## What to do
Give the records again in full, exactly as they appear.

## Available data
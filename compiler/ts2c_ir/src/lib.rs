//! Syntax tree and shared vocabulary for the ts2c compiler.
//!
//! # Architecture
//!
//! ```text
//! ts2c_lexer ─▶ ts2c_parse ─▶ Ast (this crate)
//!                               │
//!          ┌────────────────────┼─────────────────────┐
//!          ▼                    ▼                     ▼
//!     ts2c_types          ts2c_memory           ts2c_codegen
//! ```
//!
//! Everything downstream of the parser addresses nodes by [`NodeId`] and
//! identifiers by [`Name`]; neither owns source text.

mod ast;
mod call;
mod interner;
mod name;
pub mod scope;
mod span;
pub mod stack;

pub use ast::{
    Ast, BinaryOp, DeclKind, Node, NodeId, NodeKind, SyntaxKind, UnaryOp, UpdateOp,
};
pub use call::CallSite;
pub use interner::StringInterner;
pub use name::Name;
pub use span::Span;
//! Source location spans.
//!
//! Compact 8-byte byte-offset ranges into the source text.

use std::fmt;

/// Source location span.
///
/// Layout: 8 bytes total
/// - start: u32 - byte offset from file start
/// - end: u32 - byte offset (exclusive)
#[derive(Copy, Clone, Eq, PartialEq, Hash, Default)]
#[repr(C)]
pub struct Span {
    pub start: u32,
    pub end: u32,
}

impl Span {
    /// Dummy span for synthesized nodes.
    pub const DUMMY: Span = Span { start: 0, end: 0 };

    #[inline]
    pub const fn new(start: u32, end: u32) -> Self {
        Span { start, end }
    }

    /// Create from a byte range, saturating offsets that do not fit in `u32`.
    #[inline]
    pub fn from_range(range: std::ops::Range<usize>) -> Self {
        let start = u32::try_from(range.start).unwrap_or(u32::MAX);
        let end = u32::try_from(range.end).unwrap_or(u32::MAX);
        Span { start, end }
    }

    /// Length of the span in bytes.
    #[inline]
    pub const fn len(&self) -> u32 {
        self.end.saturating_sub(self.start)
    }

    #[inline]
    pub const fn is_empty(&self) -> bool {
        self.start >= self.end
    }

    /// Smallest span covering both `self` and `other`.
    #[inline]
    #[must_use]
    pub fn merge(self, other: Span) -> Span {
        Span {
            start: self.start.min(other.start),
            end: self.end.max(other.end),
        }
    }

    /// Byte range suitable for slicing the source.
    #[inline]
    pub fn to_range(self) -> std::ops::Range<usize> {
        self.start as usize..self.end as usize
    }
}

impl fmt::Debug for Span {
    fn fmt(&self, f: &mut fmt::Formatter<'_>) -> fmt::Result {
        write!(f, "{}..{}", self.start, self.end)
    }
}

#[cfg(test)]
mod tests {
    use super::*;

    #[test]
    fn test_merge_covers_both() {
        let a = Span::new(4, 8);
        let b = Span::new(1, 5);
        assert_eq!(a.merge(b), Span::new(1, 8));
        assert_eq!(b.merge(a), Span::new(1, 8));
    }

    #[test]
    fn test_len_and_empty() {
        assert_eq!(Span::new(3, 10).len(), 7);
        assert!(Span::DUMMY.is_empty());
        assert!(!Span::new(0, 1).is_empty());
    }

    #[test]
    fn test_debug_format() {
        assert_eq!(format!("{:?}", Span::new(2, 9)), "2..9");
    }
}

## Response to this task
filename compiler/ts2c_ir/src/lib.rs
//! Syntax tree and shared vocabulary for the ts2c compiler.
//!
//! # Architecture
//!
//! ```text
//! ts2c_lexer ─▶ ts2c_parse ─▶ Ast (this crate)
//!                               │
//!          ┌────────────────────┼─────────────────────┐
//!          ▼                    ▼                     ▼
//!     ts2c_types          ts2c_memory           ts2c_codegen
//! ```
//!
//! Everything downstream of the parser addresses nodes by [`NodeId`] and
//! identifiers by [`Name`]; neither owns source text.

mod ast;
mod call;
mod interner;
mod name;
pub mod scope;
mod span;
pub mod stack;

pub use ast::{
    Ast, BinaryOp, DeclKind, Node, NodeId, NodeKind, SyntaxKind, UnaryOp, UpdateOp,
};
pub use call::CallSite;
pub use interner::StringInterner;
pub use name::Name;
pub use span::Span;
//! Source location spans.
//!
//! Compact 8-byte byte-offset ranges into the source text.

use std::fmt;

/// Source location span.
///
/// Layout: 8 bytes total
/// - start: u32 - byte offset from file start
/// - end: u32 - byte offset (exclusive)
#[derive(Copy, Clone, Eq, PartialEq, Hash, Default)]
#[repr(C)]
pub struct Span {
    pub start: u32,
    pub end: u32,
}

impl Span {
    /// Dummy span for synthesized nodes.
    pub const DUMMY: Span = Span { start: 0, end: 0 };

    #[inline]
    pub const fn new(start: u32, end: u32) -> Self {
        Span { start, end }
    }

    /// Create from a byte range, saturating offsets that do not fit in `u32`.
    #[inline]
    pub fn from_range(range: std::ops::Range<usize>) -> Self {
        let start = u32::try_from(range.start).unwrap_or(u32::MAX);
        let end = u32::try_from(range.end).unwrap_or(u32::MAX);
        Span { start, end }
    }

    /// Length of the span in bytes.
    #[inline]
    pub const fn len(&self) -> u32 {
        self.end.saturating_sub(self.start)
    }

    #[inline]
    pub const fn is_empty(&self) -> bool {
        self.start >= self.end
    }

    /// Smallest span covering both `self` and `other`.
    #[inline]
    #[must_use]
    pub fn merge(self, other: Span) -> Span {
        Span {
            start: self.start.min(other.start),
            end: self.end.max(other.end),
        }
    }

    /// Byte range suitable for slicing the source.
    #[inline]
    pub fn to_range(self) -> std::ops::Range<usize> {
        self.start as usize..self.end as usize
    }
}

impl fmt::Debug for Span {
    fn fmt(&self, f: &mut fmt::Formatter<'_>) -> fmt::Result {
        write!(f, "{}..{}", self.start, self.end)
    }
}

#[cfg(test)]
mod tests {
    use super::*;

    #[test]
    fn test_merge_covers_both() {
        let a = Span::new(4, 8);
        let b = Span::new(1, 5);
        assert_eq!(a.merge(b), Span::new(1, 8));
        assert_eq!(b.merge(a), Span::new(1, 8));
    }

    #[test]
    fn test_len_and_empty() {
        assert_eq!(Span::new(3, 10).len(), 7);
        assert!(Span::DUMMY.is_empty());
        assert!(!Span::new(0, 1).is_empty());
    }

    #[test]
    fn test_debug_format() {
        assert_eq!(format!("{:?}", Span::new(2, 9)), "2..9");
    }
}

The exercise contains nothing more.